A Determined D-Day Dame
Updated: Dec 28, 2021
D-Day in WWI is commemorated every June 6th. An unknown number of thousands of men died that day when U.S. soldiers with other allied forces stormed the beaches of Normandy to help liberate France from the stranglehold of Nazi Germany and the Axis powers. Many journalists covered the war, but a few of those journalists were women reporting from the front in a time when many opportunities didn't exist for women--especially in such a high-risk job like war correspondence.
The first bold woman to cover D-Day was the beautiful and glamorous Martha Gellhorn. At first, she was denied access, so she sneaked onto a hospital ship and locked herself in the bathroom until the ship departed. She then disguised herself as a stretcher-bearer, waded into waist-deep water, helped the wounded, and wrote down her observances. Her primary focus was the toll that war takes on the average soldier and the burdens the civilians carry in soldiers' absence.
Prior to this, in 1936, during a family trip to Key West, Florida, she met Ernest Hemingway and the two traveled to Spain together to cover the Spanish Civil War.

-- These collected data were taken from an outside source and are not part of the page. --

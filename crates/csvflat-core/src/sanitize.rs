// crates/csvflat-core/src/sanitize.rs
//
// Byte-level newline scrubbing for field content.
// Rules:
// - Every LF (10) or CR (13) becomes a single space (32).
// - Length and all other bytes unchanged.

pub const NEWLINE_REPLACEMENT: u8 = b' ';

pub fn replace_newlines(input: &[u8]) -> Vec<u8> {
    let mut out = Vec::with_capacity(input.len());
    for &b in input {
        if b == b'\n' || b == b'\r' {
            out.push(NEWLINE_REPLACEMENT);
        } else {
            out.push(b);
        }
    }
    out
}
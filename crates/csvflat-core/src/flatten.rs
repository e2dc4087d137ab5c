// crates/csvflat-core/src/flatten.rs
//
// Top-level pipeline: chunked reads -> tokenizer -> record assembler.
// One call consumes one input source completely.

use std::io::{ErrorKind, Read, Write};

use crate::config::ParserConfig;
use crate::error::Result;
use crate::record::RecordAssembler;
use crate::tokenizer::Tokenizer;

pub const READ_CHUNK: usize = 1024;

#[derive(Debug, Clone, Copy, PartialEq, Eq)]
pub struct FlattenStats {
    pub records: u64,
    pub fields: u64,
}

/// Flatten one input source into `output`: every record becomes exactly
/// one line, fields re-quoted, embedded newlines replaced with spaces.
pub fn flatten_stream<R: Read, W: Write>(
    config: ParserConfig,
    mut input: R,
    output: W,
) -> Result<FlattenStats> {
    let mut tokenizer = Tokenizer::new(config);
    let mut assembler = RecordAssembler::new(config, output);

    let mut buf = [0u8; READ_CHUNK];
    loop {
        let n = match input.read(&mut buf) {
            Ok(0) => break,
            Ok(n) => n,
            Err(e) if e.kind() == ErrorKind::Interrupted => continue,
            Err(e) => return Err(e.into()),
        };
        tokenizer.feed(&buf[..n], &mut assembler)?;
    }
    tokenizer.finish(&mut assembler)?;
    assembler.flush()?;

    Ok(FlattenStats {
        records: assembler.record_count(),
        fields: assembler.fields_total(),
    })
}
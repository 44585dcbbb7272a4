/// Data models for blog-service
///
/// This module defines structures for:
/// - User: Registered accounts
/// - Post: Blog posts authored by the admin
/// - Comment: Remarks left by logged-in visitors on a post
///
/// Row types derive `sqlx::FromRow`; form types derive `validator::Validate`
/// and are deserialized from `application/x-www-form-urlencoded` bodies.
pub mod comment;
pub mod post;
pub mod user;

pub use comment::{Comment, CommentForm, CommentView};
pub use post::{Post, PostForm, PostSummary};
pub use user::{LoginForm, RegisterForm, User};

use std::collections::BTreeMap;
use validator::ValidationErrors;

/// Per-field error messages handed to templates
pub type FormErrors = BTreeMap<String, Vec<String>>;

/// Flatten validator errors into `field -> messages`
pub fn form_errors(errors: &ValidationErrors) -> FormErrors {
    errors
        .field_errors()
        .into_iter()
        .map(|(field, errs)| {
            let messages = errs
                .iter()
                .map(|e| {
                    e.message
                        .as_ref()
                        .map(|m| m.to_string())
                        .unwrap_or_else(|| format!("Invalid value for {}", field))
                })
                .collect();
            (field.to_string(), messages)
        })
        .collect()
}

/// Single-field error, for checks done outside the validator (e.g. duplicate title)
pub fn field_error(field: &str, message: &str) -> FormErrors {
    let mut errors = FormErrors::new();
    errors.insert(field.to_string(), vec![message.to_string()]);
    errors
}
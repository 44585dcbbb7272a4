/// Comment model and the comment form
use serde::{Deserialize, Serialize};
use sqlx::FromRow;
use validator::Validate;

#[derive(Debug, Clone, FromRow)]
pub struct Comment {
    pub id: i64,
    pub author_id: i64,
    pub post_id: i64,
    pub comment_text: String,
}

/// Comment joined with its author, as shown under a post
#[derive(Debug, Clone, Serialize, FromRow)]
pub struct CommentView {
    pub id: i64,
    pub post_id: i64,
    pub comment_text: String,
    pub author_name: String,
    pub author_email: String,
}

#[derive(Debug, Clone, Default, Serialize, Deserialize, Validate)]
#[serde(default)]
pub struct CommentForm {
    #[validate(length(min = 1, message = "Please write a comment."))]
    pub comment: String,
}

impl CommentForm {
    pub fn normalized(mut self) -> Self {
        self.comment = self.comment.trim().to_string();
        self
    }
}
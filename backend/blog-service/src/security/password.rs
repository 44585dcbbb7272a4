/// Password hashing and verification using Argon2id
use crate::error::{AppError, Result};
use argon2::{
    password_hash::{rand_core::OsRng, PasswordHash, PasswordHasher, PasswordVerifier, SaltString},
    Argon2,
};

/// Hash a password using Argon2id with a random 16-byte salt
///
/// Returns a PHC-formatted string safe for database storage.
pub fn hash_password(password: &str) -> Result<String> {
    if password.is_empty() {
        return Err(AppError::Validation("Password must not be empty".to_string()));
    }

    let salt = SaltString::generate(&mut OsRng);
    let argon2 = Argon2::default();

    let password_hash = argon2
        .hash_password(password.as_bytes(), &salt)
        .map_err(|e| AppError::Internal(format!("Password hashing failed: {}", e)))?
        .to_string();

    Ok(password_hash)
}

/// Verify a password against its PHC hash
///
/// `Ok(false)` means the password is wrong; `Err` means the stored hash is unusable.
pub fn verify_password(password: &str, password_hash: &str) -> Result<bool> {
    let parsed_hash = PasswordHash::new(password_hash)
        .map_err(|e| AppError::Internal(format!("Invalid password hash format: {}", e)))?;

    match Argon2::default().verify_password(password.as_bytes(), &parsed_hash) {
        Ok(_) => Ok(true),
        Err(argon2::password_hash::Error::Password) => Ok(false),
        Err(e) => Err(AppError::Internal(format!(
            "Password verification failed: {}",
            e
        ))),
    }
}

She wrote about the rise of Hitler in the spring of 1938 and wrote about the outbreak of WWII in a novel The Stricken Field (1940). She was among the first journalists to report from the Dachau concentration camp after it was liberated by U.S. troops on April 29, 1945.
Gellhorn and Hemingway lived together off and on for four years before marrying in November 1940. But their marriage was doomed to fail since her job called her away from home for long periods of time and he was incapable of long-term domestic commitment.
By the time D-Day approached, their marriage was falling apart. Gellhorn wanted to go to the Normandy front and Hemingway tried to block her efforts by attempting to get his own war accreditation for Colliers, which was a magazine that she had long worked for. This is when she sneaked onto the ship and tucked away in the toilet. She soon made it into Colliers with her first dispatch from Normandy, marking a huge turning point for women reporting directly from war zones.
In addition to penning around twenty books, Gellhorn went on to cover the Vietnam War, the Six-Day War in the Middle East, murders in El Salvador, and much more in her 60-year journalism career. Though she was married to one of the most famous American writers in the literary canon, she refused to be defined by her marriage to Hemingway. She said, "I was a writer before I met him, and I have been a writer for 45 years since. Why should I be a footnote in someone else's life?" The brave and bold Martha Gellhorn left an incredible legacy in journalism and made it possible for other "D-Day Dames" and future women to pursue a path in journalism.
Her fascinating, adventurous life came to an end in 1998 when, nearly blind and dying of ovarian cancer, she ended her life. In 1999, the Martha Gellhorn Prize for Journalism was established in her honor.